US President Donald Trump flew on convicted sex offender Jeffrey Epstein’s private jet “many more times than has previously been reported”, according to an e-mail from a New York prosecutor that forms part of a new batch of documents about Epstein released Tuesday by the US justice department (DOJ).
In an e-mail dated January 7 2020, the unidentified prosecutor wrote that flight records showed Trump had flown on Epstein’s private jet eight times during the 1990s. Among those were at least four flights on which Epstein associate Ghislaine Maxwell was also aboard. Maxwell is serving a 20-year prison sentence for helping late financier Epstein sexually abuse underage girls.
In a social media post in 2024, Trump said he “was never on Epstein’s plane, or at his ‘stupid’ island”. There was no allegation in the prosecutor’s e-mail that Trump had committed a crime. The White House did not immediately respond to a request for comment on the e-mail.
On one flight described in the newly released records, the only three passengers were Epstein, Trump and a 20-year-old woman whose name was redacted.
“On two other flights, two passengers were women who would be possible witnesses in a Maxwell case”, the document stated.
Trump knew Epstein socially in the 1990s and early 2000s. Trump has said their association ended in the mid-2000s and he was never aware of the financier’s sexual abuse. Epstein was convicted in Florida in 2008 of procuring a person under the age of 18 for prostitution. The justice department charged him with sex trafficking in 2019.
The department posted a statement on X saying: “Some of the documents contain untrue and sensationalist claims made against President Trump that were submitted to the FBI right before the 2020 election. To be clear: the claims are unfounded and false, and if they had a shred of credibility, they certainly would have been weaponised against President Trump already.
“Nevertheless, out of our commitment to the law and transparency, the DOJ is releasing the documents with the legally required protections for Epstein’s victims,” it said.
The latest release of Epstein files includes around 30,000 pages of documents, with many redactions, and dozens of video clips, including several purporting to be shot inside a federal detention centre. Epstein was found dead in 2019 in a New York jail. His death was ruled a suicide.
In another e-mail, an unidentified person wrote in 2021 they had recently been looking through data the government obtained from former Trump aide Steve Bannon’s cellphone and found an “image of Trump and Ghislaine Maxwell”. The government redacted parts of the message indicating who sent and received it.
Another file in the government’s release included a grainy photo of Trump seated next to Maxwell. It matches an image of the two at a New York fashion show in 2000.
The disclosures included a scattering of other records that reference Trump, though they give little indication the government considered them to be credible. Among them was an image of a card purporting to be from Epstein to Larry Nassar, a former gymnastics doctor who was convicted of sexually abusing girls under his care.
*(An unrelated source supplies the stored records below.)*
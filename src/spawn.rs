//! Fire-and-forget external commands.
//!
//! The event loop never forks itself: commands are handed to a worker thread
//! that starts them through `/bin/sh -c` in their own process group with all
//! standard streams closed, and reaps them as they finish.
use std::{
    os::unix::process::CommandExt,
    process::{Child, Command, Stdio},
    sync::mpsc::{self, RecvTimeoutError, Sender},
    thread::{self, JoinHandle},
    time::Duration,
};

use anyhow::{Context, Result};

const REAP_INTERVAL: Duration = Duration::from_millis(250);

/// Anything able to start a shell command without waiting for it.
pub trait Spawner {
    fn spawn(&self, cmd: &str);
}

pub struct ProcessSpawner {
    tx: Option<Sender<String>>,
    worker: Option<JoinHandle<()>>,
}

impl ProcessSpawner {
    pub fn new() -> Result<ProcessSpawner> {
        let (tx, rx) = mpsc::channel::<String>();
        let worker = thread::Builder::new()
            .name("dina-spawn".into())
            .spawn(move || {
                let mut children: Vec<Child> = Vec::new();
                loop {
                    match rx.recv_timeout(REAP_INTERVAL) {
                        Ok(cmd) => {
                            if let Some(child) = start(&cmd) {
                                children.push(child);
                            }
                        }
                        Err(RecvTimeoutError::Timeout) => {}
                        Err(RecvTimeoutError::Disconnected) => break,
                    }
                    reap(&mut children);
                }
                reap(&mut children);
                if !children.is_empty() {
                    debug!("leaving {} running commands behind", children.len());
                }
            })
            .context("Failed to start the spawn worker")?;

        Ok(ProcessSpawner {
            tx: Some(tx),
            worker: Some(worker),
        })
    }
}

impl Spawner for ProcessSpawner {
    fn spawn(&self, cmd: &str) {
        let sent = self.tx.as_ref().map(|tx| tx.send(cmd.to_string()));
        if !matches!(sent, Some(Ok(()))) {
            warn!("spawn worker is gone, dropping command: {}", cmd);
        }
    }
}

impl Drop for ProcessSpawner {
    fn drop(&mut self) {
        self.tx.take();
        if let Some(worker) = self.worker.take() {
            if worker.join().is_err() {
                error!("spawn worker panicked");
            }
        }
    }
}

/**
 * Run an external command
 *
 * This redirects the process stdin, stdout and stderr to /dev/null.
 * Logs a warning if there were any errors in kicking off the process.
 */
fn start(cmd: &str) -> Option<Child> {
    debug!("spawning: {}", cmd);
    let result = Command::new("/bin/sh")
        .arg("-c")
        .arg(cmd)
        .stdin(Stdio::null())
        .stdout(Stdio::null())
        .stderr(Stdio::null())
        .process_group(0)
        .spawn();

    match result {
        Ok(child) => Some(child),
        Err(e) => {
            warn!("error spawning external program: {}", e);
            None
        }
    }
}

fn reap(children: &mut Vec<Child>) {
    children.retain_mut(|child| match child.try_wait() {
        Ok(Some(status)) => {
            trace!("child {} exited: {}", child.id(), status);
            false
        }
        Ok(None) => true,
        Err(e) => {
            warn!("unable to poll child {}: {}", child.id(), e);
            false
        }
    });
}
A handwritten message in the card referenced Trump without using his name. The DOJ later labeled the card a “fake” and said it will continue to release Epstein file documents as required by law.
The government also disclosed several reports of phone calls to an FBI tip line that reference Trump, though they did not identify the people who made the calls or give an indication of whether investigators followed up on the calls or found them to be credible.
One caller claimed he had driven a limousine for Trump in 1995 and overheard him making a phone call in the back in which he addressed someone as “Jeffrey” and at one point mentioned abusing a girl.
On Tuesday the government also released a video that purports to show Epstein kneeling inside his jail cell, but a Reuters examination found it appears to be a computer-generated clip that first surfaced on social media in 2020, a year after his death. It was submitted to the DOJ by a person who said it purported to show Epstein’s death, according to an e-mail also released on Tuesday.
TRANSPARENCY LAW
The Trump administration last week published a large cache of Epstein files in an attempt to comply with a new law forcing disclosure on the politically fraught topic.
However, the releases on Friday and Saturday contained extensive redactions, angering some Republicans and doing little to defuse a scandal threatening the party ahead of the 2026 midterm elections.
On Monday Trump downplayed the importance of the Epstein files. Speaking to reporters, he said the material was “used to deflect against tremendous success” by him and his fellow Republicans.
The new transparency law, overwhelmingly passed by Congress last month, mandated the disclosure of all Epstein files, despite Trump’s months-long effort to keep them sealed.
Republican representative Thomas Massie, who helped spearhead the law requiring the release of the files, responded late on Monday to Trump’s comments expressing dislike for the release of Epstein documents.
The Kentucky Republican wrote on X: “Trump is blaming me for a bill he eventually signed, while defending his banker friends, Bill Clinton and ‘innocent’ visitors to rape island. Meanwhile [attorney-general Pam] Bondi is working fervently to redact, omit and delete Epstein files she is legally required to release under our bill.”